(Instructions to follow):
In the listing below, how many lines include "RenderCtx"? Give the number and no other text.
START Supplied data
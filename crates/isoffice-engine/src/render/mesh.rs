use bytemuck::{Pod, Zeroable};

use crate::render::{RenderCtx, RenderTarget, View2D};
use crate::scene::DrawList;

use super::tessellate::{tessellate, Mesh, MeshVertex};

// ── blend ─────────────────────────────────────────────────────────────────

fn premul_alpha_blend() -> wgpu::BlendState {
    wgpu::BlendState {
        color: wgpu::BlendComponent {
            src_factor: wgpu::BlendFactor::One,
            dst_factor: wgpu::BlendFactor::OneMinusSrcAlpha,
            operation: wgpu::BlendOperation::Add,
        },
        alpha: wgpu::BlendComponent {
            src_factor: wgpu::BlendFactor::One,
            dst_factor: wgpu::BlendFactor::OneMinusSrcAlpha,
            operation: wgpu::BlendOperation::Add,
        },
    }
}

// ── view uniform ──────────────────────────────────────────────────────────

#[repr(C)]
#[derive(Debug, Copy, Clone, Pod, Zeroable)]
struct ViewUniform {
    viewport: [f32; 2],
    offset: [f32; 2],
    scale: f32,
    _pad0: f32,
    _pad1: [f32; 2], // 16-byte alignment
}

const VIEW_UNIFORM_SIZE: wgpu::BufferSize =
    match wgpu::BufferSize::new(std::mem::size_of::<ViewUniform>() as u64) {
        Some(size) => size,
        None => panic!("ViewUniform must not be zero-sized"),
    };

/// Triangle-mesh renderer for polygons, ellipses and lines.
///
/// The whole draw list is tessellated into one vertex/index buffer in paint
/// order and drawn with a single call, so ordering is exactly the `DrawList`
/// order. Geometry is in world pixels; `View2D` pan/zoom and the viewport are
/// applied in the vertex shader. Colors are linear premultiplied RGBA.
#[derive(Default)]
pub struct MeshRenderer {
    pipeline_format: Option<wgpu::TextureFormat>,
    pipeline: Option<wgpu::RenderPipeline>,

    bind_group_layout: Option<wgpu::BindGroupLayout>,
    bind_group: Option<wgpu::BindGroup>,
    view_ubo: Option<wgpu::Buffer>,

    vbo: Option<wgpu::Buffer>,
    vertex_capacity: usize,
    ibo: Option<wgpu::Buffer>,
    index_capacity: usize,

    mesh: Mesh,
}

impl MeshRenderer {
    pub fn new() -> Self {
        Self::default()
    }

    /// Triangles produced by the last `render` call.
    pub fn last_triangle_count(&self) -> usize {
        self.mesh.triangle_count()
    }

    /// Renders every command in `draw_list` into `target` through `view`.
    pub fn render(
        &mut self,
        ctx: &RenderCtx<'_>,
        target: &mut RenderTarget<'_>,
        draw_list: &mut DrawList,
        view: View2D,
    ) {
        self.ensure_pipeline(ctx);
        self.ensure_bindings(ctx);

        tessellate(draw_list, &mut self.mesh);
        if self.mesh.is_empty() {
            return;
        }

        // Mutating methods must happen before borrowing pipeline/buffers immutably.
        self.write_view_uniform(ctx, view);
        self.ensure_capacity(ctx);

        let Some(vbo) = self.vbo.as_ref() else { return };
        let Some(ibo) = self.ibo.as_ref() else { return };
        ctx.queue
            .write_buffer(vbo, 0, bytemuck::cast_slice(&self.mesh.vertices));
        ctx.queue.write_buffer(ibo, 0, bytemuck::cast_slice(&self.mesh.indices));

        let Some(pipeline) = self.pipeline.as_ref() else { return };
        let Some(bind_group) = self.bind_group.as_ref() else { return };

        let mut rpass = target.encoder.begin_render_pass(&wgpu::RenderPassDescriptor {
            label: Some("isoffice mesh pass"),
            color_attachments: &[Some(wgpu::RenderPassColorAttachment {
                view: target.color_view,
                resolve_target: None,
                ops: wgpu::Operations {
                    load: wgpu::LoadOp::Load,
                    store: wgpu::StoreOp::Store,
                },
                depth_slice: None,
            })],
            depth_stencil_attachment: None,
            timestamp_writes: None,
            occlusion_query_set: None,
            multiview_mask: None,
        });

        rpass.set_pipeline(pipeline);
        rpass.set_bind_group(0, bind_group, &[]);
        rpass.set_vertex_buffer(0, vbo.slice(..));
        rpass.set_index_buffer(ibo.slice(..), wgpu::IndexFormat::Uint32);
        rpass.draw_indexed(0..self.mesh.indices.len() as u32, 0, 0..1);
    }

    fn ensure_pipeline(&mut self, ctx: &RenderCtx<'_>) {
        if self.pipeline_format == Some(ctx.surface_format) && self.pipeline.is_some() {
            return;
        }

        let shader_src = include_str!("shaders/mesh.wgsl");
        let shader = ctx.device.create_shader_module(wgpu::ShaderModuleDescriptor {
            label: Some("isoffice mesh shader"),
            source: wgpu::ShaderSource::Wgsl(shader_src.into()),
        });

        let bind_group_layout =
            ctx.device
                .create_bind_group_layout(&wgpu::BindGroupLayoutDescriptor {
                    label: Some("isoffice mesh bgl"),
                    entries: &[wgpu::BindGroupLayoutEntry {
                        binding: 0,
                        visibility: wgpu::ShaderStages::VERTEX,
                        ty: wgpu::BindingType::Buffer {
                            ty: wgpu::BufferBindingType::Uniform,
                            has_dynamic_offset: false,
                            min_binding_size: Some(VIEW_UNIFORM_SIZE),
                        },
                        count: None,
                    }],
                });

        let pipeline_layout =
            ctx.device
                .create_pipeline_layout(&wgpu::PipelineLayoutDescriptor {
                    label: Some("isoffice mesh pipeline layout"),
                    bind_group_layouts: &[&bind_group_layout],
                    immediate_size: 0,
                });

        let pipeline = ctx.device.create_render_pipeline(&wgpu::RenderPipelineDescriptor {
            label: Some("isoffice mesh pipeline"),
            layout: Some(&pipeline_layout),

            vertex: wgpu::VertexState {
                module: &shader,
                entry_point: Some("vs_main"),
                compilation_options: Default::default(),
                buffers: &[MeshVertex::layout()],
            },

            fragment: Some(wgpu::FragmentState {
                module: &shader,
                entry_point: Some("fs_main"),
                compilation_options: Default::default(),
                targets: &[Some(wgpu::ColorTargetState {
                    format: ctx.surface_format,
                    blend: Some(premul_alpha_blend()),
                    write_mask: wgpu::ColorWrites::ALL,
                })],
            }),

            primitive: wgpu::PrimitiveState {
                topology: wgpu::PrimitiveTopology::TriangleList,
                strip_index_format: None,
                front_face: wgpu::FrontFace::Ccw,
                cull_mode: None,
                polygon_mode: wgpu::PolygonMode::Fill,
                unclipped_depth: false,
                conservative: false,
            },

            depth_stencil: None,
            multisample: wgpu::MultisampleState::default(),
            multiview_mask: None,
            cache: None,
        });

        self.pipeline_format = Some(ctx.surface_format);
        self.pipeline = Some(pipeline);
        self.bind_group_layout = Some(bind_group_layout);

        self.bind_group = None;
        self.view_ubo = None;
    }

    fn ensure_bindings(&mut self, ctx: &RenderCtx<'_>) {
        if self.bind_group.is_some() && self.view_ubo.is_some() {
            return;
        }
        let Some(bgl) = self.bind_group_layout.as_ref() else { return };

        let view_ubo = ctx.device.create_buffer(&wgpu::BufferDescriptor {
            label: Some("isoffice mesh view ubo"),
            size: VIEW_UNIFORM_SIZE.get(),
            usage: wgpu::BufferUsages::UNIFORM | wgpu::BufferUsages::COPY_DST,
            mapped_at_creation: false,
        });

        let bind_group = ctx.device.create_bind_group(&wgpu::BindGroupDescriptor {
            label: Some("isoffice mesh bind group"),
            layout: bgl,
            entries: &[wgpu::BindGroupEntry {
                binding: 0,
                resource: view_ubo.as_entire_binding(),
            }],
        });

        self.view_ubo = Some(view_ubo);
        self.bind_group = Some(bind_group);
    }

    fn write_view_uniform(&mut self, ctx: &RenderCtx<'_>, view: View2D) {
        let Some(ubo) = self.view_ubo.as_ref() else { return };
        let u = ViewUniform {
            viewport: [ctx.viewport.width.max(1.0), ctx.viewport.height.max(1.0)],
            offset: [view.offset.x, view.offset.y],
            scale: view.scale,
            _pad0: 0.0,
            _pad1: [0.0; 2],
        };
        ctx.queue.write_buffer(ubo, 0, bytemuck::bytes_of(&u));
    }

    fn ensure_capacity(&mut self, ctx: &RenderCtx<'_>) {
        let vertices = self.mesh.vertices.len();
        if vertices > self.vertex_capacity || self.vbo.is_none() {
            let cap = vertices.next_power_of_two().max(1024);
            self.vbo = Some(ctx.device.create_buffer(&wgpu::BufferDescriptor {
                label: Some("isoffice mesh vbo"),
                size: (cap * std::mem::size_of::<MeshVertex>()) as u64,
                usage: wgpu::BufferUsages::VERTEX | wgpu::BufferUsages::COPY_DST,
                mapped_at_creation: false,
            }));
            self.vertex_capacity = cap;
            log::debug!("mesh vertex buffer grown to {cap} vertices");
        }

        let indices = self.mesh.indices.len();
        if indices > self.index_capacity || self.ibo.is_none() {
            let cap = indices.next_power_of_two().max(2048);
            self.ibo = Some(ctx.device.create_buffer(&wgpu::BufferDescriptor {
                label: Some("isoffice mesh ibo"),
                size: (cap * std::mem::size_of::<u32>()) as u64,
                usage: wgpu::BufferUsages::INDEX | wgpu::BufferUsages::COPY_DST,
                mapped_at_creation: false,
            }));
            self.index_capacity = cap;
        }
    }
}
END Supplied data
(Solved problem):
6